Intrapulmonary lymph nodes. Clinical, radiologic, and pathologic features

RL Kradin, PW Spirn and EJ Mark

The clinical, radiographic, and pathologic material from ten patients with intrapulmonary lymph nodes was analyzed, along with information from all previously reported cases. In our series the median age was 56 years, and 80 percent (eight) of the patients were men. All patients are or were cigarette smokers. Sixty percent (six) had a history of exposure to either asbestos, nonfibrous silicates, or both. There were no characteristic symptoms attributable to the intrapulmonary lymph nodes. Forty percent (four) had an unexplained pulmonary nodule or nodules on the chest roentgenogram, which prompted further diagnostic studies, including thoracotomy, to rule out a malignant neoplasm.
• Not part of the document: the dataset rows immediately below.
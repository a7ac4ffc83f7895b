//! Content module - front-matter, writings entries and markdown rendering

pub mod collector;
pub mod entry;
mod frontmatter;
mod markdown;

pub use collector::{post_file_paths, PostCollector};
pub use entry::PostEntry;
pub use frontmatter::{parse_date_string, FrontMatter, FrontMatterError};
pub use markdown::MarkdownRenderer;
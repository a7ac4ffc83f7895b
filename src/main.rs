//! CLI entry point for writings-rs

use anyhow::Result;
use clap::{Parser, Subcommand};
use std::path::PathBuf;
use tracing_subscriber::{layer::SubscriberExt, util::SubscriberInitExt};

use writings_rs::Site;

#[derive(Parser)]
#[command(name = "writings-rs")]
#[command(version)]
#[command(about = "Build a personal site's writings from Markdown posts", long_about = None)]
struct Cli {
    /// Set the base directory (defaults to current directory)
    #[arg(short, long, global = true)]
    cwd: Option<PathBuf>,

    /// Enable debug output
    #[arg(short, long, global = true)]
    debug: bool,

    #[command(subcommand)]
    command: Commands,
}

#[derive(Subcommand)]
enum Commands {
    /// Initialize a new site
    Init {
        /// Directory to initialize (defaults to current directory)
        #[arg(default_value = ".")]
        folder: PathBuf,
    },

    /// Create a new draft post
    New {
        /// Title of the new post
        title: String,

        /// Directory under posts/ (defaults to the slugified title)
        #[arg(short, long)]
        path: Option<String>,
    },

    /// Generate static files
    #[command(alias = "g")]
    Generate {
        /// Watch for file changes
        #[arg(short, long)]
        watch: bool,
    },

    /// Start a local server
    #[command(alias = "s")]
    Server {
        /// Port to listen on
        #[arg(short, long, default_value = "4000")]
        port: u16,

        /// IP address to bind to
        #[arg(short, long, default_value = "localhost")]
        ip: String,

        /// Open browser automatically
        #[arg(short, long)]
        open: bool,

        /// Enable static mode (no file watching)
        #[arg(long)]
        r#static: bool,
    },

    /// Clean the public folder
    Clean,

    /// List the published writings, newest first
    List {
        /// Print the collected entries as JSON
        #[arg(long)]
        json: bool,
    },

    /// Display version information
    Version,
}

#[tokio::main]
async fn main() -> Result<()> {
    let cli = Cli::parse();

    // Initialize logging
    let filter = if cli.debug {
        "writings_rs=debug,info"
    } else {
        "writings_rs=info"
    };

    tracing_subscriber::registry()
        .with(
            tracing_subscriber::EnvFilter::try_from_default_env().unwrap_or_else(|_| filter.into()),
        )
        .with(tracing_subscriber::fmt::layer())
        .init();

    // Determine base directory
    let base_dir = match cli.cwd {
        Some(dir) => dir,
        None => std::env::current_dir()?,
    };

    match cli.command {
        Commands::Init { folder } => {
            let target_dir = if folder.is_absolute() {
                folder
            } else {
                base_dir.join(folder)
            };
            Site::new(&target_dir)?.init()?;
            println!("Initialized site in {:?}", target_dir);
        }

        Commands::New { title, path } => {
            let site = Site::new(&base_dir)?;
            tracing::info!("Creating new post with title: {}", title);
            site.new_post(&title, path.as_deref())?;
        }

        Commands::Generate { watch } => {
            let site = Site::new(&base_dir)?;
            tracing::info!("Generating static files...");

            site.generate().await?;
            println!("Generated successfully!");

            if watch {
                writings_rs::commands::generate::watch(&site).await?;
            }
        }

        Commands::Server {
            port,
            ip,
            open,
            r#static,
        } => {
            let site = Site::new(&base_dir)?;

            // Generate first
            tracing::info!("Generating static files...");
            site.generate().await?;

            tracing::info!("Starting server at http://{}:{}", ip, port);
            writings_rs::server::start(&site, &ip, port, !r#static, open).await?;
        }

        Commands::Clean => {
            let site = Site::new(&base_dir)?;
            tracing::info!("Cleaning public folder...");
            site.clean()?;
            println!("Cleaned successfully!");
        }

        Commands::List { json } => {
            let site = Site::new(&base_dir)?;
            writings_rs::commands::list::run(&site, json).await?;
        }

        Commands::Version => {
            println!("writings-rs version {}", env!("CARGO_PKG_VERSION"));
        }
    }

    Ok(())
}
Radiographically, in our cases and in the literature, almost all cases of intrapulmonary lymph nodes are subpleural, inferior to the level of the carina, and less than 2.0 cm in diameter. Thirty-five percent are multiple. Pathologically, in our cases, all intrapulmonary lymph nodes were markedly anthracotic, and 60 percent were additionally silicotic. Although their histogenesis is uncertain, intrapulmonary lymph nodes are probably hyperplastic lymphoid nodules related to inhalation of irritant dusts and attendant distortion of local lymphatic vessels. Precise clinical and radiographic analysis correlated carefully with cytologic and histologic material obtained by percutaneous needle biopsy should obviate exploratory thoracotomy in most instances.